Mihaaru (މިހާރު) is a Maldivian daily newspaper. The name Mihaaru translates to "Now". It is headquartered in Malé, Maldives. It is read by readers all over the country and is known to be a trusted source of information.

== History ==
Following the dispute of ownership and dissolution of Haveeru Daily, ex-Haveeru journalists formed Mihaaru to launch a revival of a trusted newspaper. Mihaaru previously faced closure threats by the Courts but the issues were sorted out at the Labour Tribunal.

In 2017, the Criminal Court banned Mihaaru's journalists from covering trials after a report was published criticising the justice system. Soon after though, Mihaaru's journalists were unbanned.

In 2019, Mihaaru was nominated for all the categories of the 2018 Maldives Journalism Awards, where it won five.

In 2022, five journalists received awards from the Maldives Journalism Awards. In June of the same year, Mihaaru's journalists were getting harassed at their office by a group of people who forcibly entered. The group accused Mihaaru of publishing a fabricated report. The International Federation of Journalists (IFJ) urged the government and the police to start an investigation into it.

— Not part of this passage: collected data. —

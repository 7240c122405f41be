//! Interactive question-and-answer flow that assembles a [`BlendJob`].
//!
//! Questions are written to any [`Write`] and answers read line by line from
//! any [`BufRead`], so the same flow drives a terminal or a scripted test.
//! Answers already present in [`JobOptions`] are validated the same way but
//! their questions are not asked.

use std::io::{BufRead, Write};
use std::path::PathBuf;

use crate::blending::{BlendConfig, EdgeMode, Masking, Position};
use crate::engine::BlendJob;
use crate::error::{Error, ImageRole, Result};
use crate::source::{ensure_fits, SourceImage};
use crate::validate::{self, PlacementMethod};

/// Pre-supplied answers, typically from command-line flags.
#[derive(Debug, Clone, Default)]
pub struct JobOptions {
    /// Base image path.
    pub image: Option<PathBuf>,
    /// Watermark image path.
    pub watermark: Option<PathBuf>,
    /// Whether to gate on the watermark's alpha channel.
    pub use_alpha: Option<bool>,
    /// Transparency color as `R G B`, or `none` to disable it.
    pub transparency_color: Option<String>,
    /// Blend weight, as typed.
    pub weight: Option<String>,
    /// Placement token (`single` or `grid`).
    pub placement: Option<String>,
    /// Position as `X Y`.
    pub position: Option<String>,
    /// Output path.
    pub output: Option<PathBuf>,
    /// Footprint extent for single placement.
    pub edge: EdgeMode,
}

/// Line-oriented prompt over a reader/writer pair.
pub struct Prompter<R, W> {
    input: R,
    output: W,
}

impl<R: BufRead, W: Write> Prompter<R, W> {
    /// Wrap an input and output stream.
    #[must_use]
    pub fn new(input: R, output: W) -> Self {
        Self { input, output }
    }

    /// Print `question` and read one answer line without its line terminator.
    ///
    /// # Errors
    ///
    /// Returns [`Error::Io`] on write/read failure or when input ends.
    pub fn ask(&mut self, question: &str) -> Result<String> {
        writeln!(self.output, "{question}")?;
        self.output.flush()?;

        let mut line = String::new();
        if self.input.read_line(&mut line)? == 0 {
            return Err(Error::Io(std::io::Error::new(
                std::io::ErrorKind::UnexpectedEof,
                format!("input ended while waiting for: {question}"),
            )));
        }
        Ok(line.trim_end_matches(['\r', '\n']).to_string())
    }

    /// Use the preset answer if there is one, otherwise ask.
    fn answer(&mut self, preset: Option<&str>, question: &str) -> Result<String> {
        match preset {
            Some(value) => Ok(value.to_string()),
            None => self.ask(question),
        }
    }

    /// Consume the prompter, returning the output stream.
    #[must_use]
    pub fn into_output(self) -> W {
        self.output
    }
}

/// Run the full flow: load both images, settle masking, weight, placement and
/// output path. Stops at the first invalid answer.
///
/// # Errors
///
/// Returns the first validation or I/O error encountered.
pub fn gather_job<R: BufRead, W: Write>(
    prompter: &mut Prompter<R, W>,
    opts: &JobOptions,
) -> Result<BlendJob> {
    let image_path = match &opts.image {
        Some(p) => p.clone(),
        None => PathBuf::from(prompter.ask("Input the image filename:")?),
    };
    let base = SourceImage::open(&image_path, ImageRole::Base)?;

    let watermark_path = match &opts.watermark {
        Some(p) => p.clone(),
        None => PathBuf::from(prompter.ask("Input the watermark image filename:")?),
    };
    let watermark = SourceImage::open(&watermark_path, ImageRole::Watermark)?;
    ensure_fits(base.dimensions(), watermark.dimensions())?;

    let masking = gather_masking(prompter, opts, &watermark)?;

    let weight = validate::parse_weight(&prompter.answer(
        opts.weight.as_deref(),
        "Input the watermark transparency percentage (Integer 0-100):",
    )?)?;

    let method = validate::parse_placement_method(&prompter.answer(
        opts.placement.as_deref(),
        "Choose the position method (single, grid):",
    )?)?;

    let position = match method {
        PlacementMethod::Single => {
            let max = validate::max_position(base.dimensions(), watermark.dimensions());
            let question = format!(
                "Input the watermark position ([x 0-{}] [y 0-{}]):",
                max.x, max.y
            );
            validate::parse_position(&prompter.answer(opts.position.as_deref(), &question)?, max)?
        }
        PlacementMethod::Grid => {
            if opts.position.is_some() {
                log::warn!("--position is ignored for grid placement");
            }
            Position::default()
        }
    };

    let output = match &opts.output {
        Some(p) => p.clone(),
        None => PathBuf::from(prompter.ask("Input the output image filename (jpg or png extension):")?),
    };
    let format = validate::parse_output_path(&output)?;

    let config = BlendConfig {
        weight,
        masking,
        placement: method.with_position(position),
        edge: opts.edge,
    };
    log::debug!("blend config: {config:?}");

    Ok(BlendJob::new(
        base.to_rgb8(),
        watermark.to_rgba8(),
        config,
        output,
        format,
    ))
}

/// Alpha gating is only offered for watermarks with an alpha channel; the
/// others may pick a transparency color instead.
fn gather_masking<R: BufRead, W: Write>(
    prompter: &mut Prompter<R, W>,
    opts: &JobOptions,
    watermark: &SourceImage,
) -> Result<Masking> {
    if watermark.format().has_alpha() {
        if opts.transparency_color.is_some() {
            log::warn!("--transparency-color is ignored for a watermark with an alpha channel");
        }
        let use_alpha = match opts.use_alpha {
            Some(v) => v,
            None => validate::parse_yes(
                &prompter.ask("Do you want to use the watermark's Alpha channel?")?,
            ),
        };
        return Ok(if use_alpha { Masking::Alpha } else { Masking::None });
    }

    if opts.use_alpha == Some(true) {
        log::warn!(
            "{} has no alpha channel, --use-alpha is ignored",
            watermark.path().display()
        );
    }

    let color = match opts.transparency_color.as_deref() {
        Some(v) if v.trim().eq_ignore_ascii_case("none") => None,
        Some(v) => Some(validate::parse_transparency_color(v)?),
        None => {
            if validate::parse_yes(&prompter.ask("Do you want to set a transparency color?")?) {
                let answer = prompter.ask("Input a transparency color ([Red] [Green] [Blue]):")?;
                Some(validate::parse_transparency_color(&answer)?)
            } else {
                None
            }
        }
    };
    Ok(color.map_or(Masking::None, Masking::Color))
}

In 2025, a former senior journalist at Mihaaru resigned after alleged government interference interfereing with news articles. He claimed that articles were being deleted or changed as well as not being published due to the interference.

== Sister publications ==

=== The Edition ===

Logo of The Edition (used since 2018)

The Edition (ދި އެޑިޝަން) is the English edition of Mihaaru. It was first released integrated on Mihaaru's website in June 2016, but on 15 May 2018 the English edition was separated and launched as The Edition.

=== Dho?! ===
Dho?! (ދޯ؟!) reports about lifestyles, music, technology, health, people and more.